> Aim of the task:
Please return every line from the entries that has the string "TypeCount" in it.

------------------------------

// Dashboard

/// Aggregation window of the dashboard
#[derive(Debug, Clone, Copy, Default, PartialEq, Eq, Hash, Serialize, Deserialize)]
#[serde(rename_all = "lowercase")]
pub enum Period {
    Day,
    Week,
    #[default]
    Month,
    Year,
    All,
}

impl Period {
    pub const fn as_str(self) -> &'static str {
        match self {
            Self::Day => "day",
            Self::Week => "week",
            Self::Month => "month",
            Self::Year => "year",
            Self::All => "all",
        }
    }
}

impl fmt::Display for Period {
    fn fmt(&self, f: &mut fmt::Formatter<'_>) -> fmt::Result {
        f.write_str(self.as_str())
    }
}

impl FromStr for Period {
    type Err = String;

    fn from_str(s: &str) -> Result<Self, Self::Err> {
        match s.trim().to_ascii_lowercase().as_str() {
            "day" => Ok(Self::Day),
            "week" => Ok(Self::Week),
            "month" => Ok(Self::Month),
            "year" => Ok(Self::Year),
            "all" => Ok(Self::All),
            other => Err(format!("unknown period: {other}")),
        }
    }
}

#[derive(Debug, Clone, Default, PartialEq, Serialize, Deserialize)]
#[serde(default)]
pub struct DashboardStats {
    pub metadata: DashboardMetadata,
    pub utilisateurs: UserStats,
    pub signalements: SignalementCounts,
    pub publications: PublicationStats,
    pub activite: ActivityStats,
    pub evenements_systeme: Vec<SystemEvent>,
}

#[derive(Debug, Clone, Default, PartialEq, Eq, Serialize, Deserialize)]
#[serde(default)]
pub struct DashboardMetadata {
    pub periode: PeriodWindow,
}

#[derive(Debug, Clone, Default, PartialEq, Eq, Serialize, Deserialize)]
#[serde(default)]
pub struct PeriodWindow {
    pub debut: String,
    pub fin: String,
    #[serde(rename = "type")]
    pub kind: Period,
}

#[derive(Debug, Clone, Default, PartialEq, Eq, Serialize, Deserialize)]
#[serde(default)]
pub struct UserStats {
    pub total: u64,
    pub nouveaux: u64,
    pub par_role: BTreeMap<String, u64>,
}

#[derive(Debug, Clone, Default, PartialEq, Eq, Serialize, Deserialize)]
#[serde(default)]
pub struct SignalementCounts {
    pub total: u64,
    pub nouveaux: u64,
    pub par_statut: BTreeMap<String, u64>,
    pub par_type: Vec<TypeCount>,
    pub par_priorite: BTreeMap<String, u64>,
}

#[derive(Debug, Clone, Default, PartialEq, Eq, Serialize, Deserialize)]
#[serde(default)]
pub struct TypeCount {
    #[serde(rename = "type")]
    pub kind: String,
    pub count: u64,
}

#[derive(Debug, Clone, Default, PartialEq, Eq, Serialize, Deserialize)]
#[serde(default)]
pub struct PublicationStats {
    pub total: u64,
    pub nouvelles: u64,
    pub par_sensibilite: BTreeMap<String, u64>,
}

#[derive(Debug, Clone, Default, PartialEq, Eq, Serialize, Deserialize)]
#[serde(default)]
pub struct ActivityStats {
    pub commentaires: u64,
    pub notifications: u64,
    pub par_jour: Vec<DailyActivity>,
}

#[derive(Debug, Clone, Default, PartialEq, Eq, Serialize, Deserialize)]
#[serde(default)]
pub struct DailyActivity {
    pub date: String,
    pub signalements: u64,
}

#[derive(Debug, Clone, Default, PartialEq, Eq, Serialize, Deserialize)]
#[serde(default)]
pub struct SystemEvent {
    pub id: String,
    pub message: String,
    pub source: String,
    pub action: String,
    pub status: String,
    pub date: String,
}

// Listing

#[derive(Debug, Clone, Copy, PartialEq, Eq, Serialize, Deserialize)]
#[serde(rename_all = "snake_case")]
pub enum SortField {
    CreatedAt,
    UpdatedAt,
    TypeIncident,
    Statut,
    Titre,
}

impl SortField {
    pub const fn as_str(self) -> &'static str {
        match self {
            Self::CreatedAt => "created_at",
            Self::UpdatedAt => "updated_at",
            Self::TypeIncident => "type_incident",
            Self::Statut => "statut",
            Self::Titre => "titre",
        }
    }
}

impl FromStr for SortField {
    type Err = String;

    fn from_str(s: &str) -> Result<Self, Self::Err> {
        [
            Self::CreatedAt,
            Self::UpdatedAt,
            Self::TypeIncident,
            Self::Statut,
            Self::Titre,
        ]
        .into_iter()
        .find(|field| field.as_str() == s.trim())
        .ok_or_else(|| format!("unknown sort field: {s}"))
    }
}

------------------------------

> Task result:
    pub par_type: Vec<TypeCount>,
pub struct TypeCount {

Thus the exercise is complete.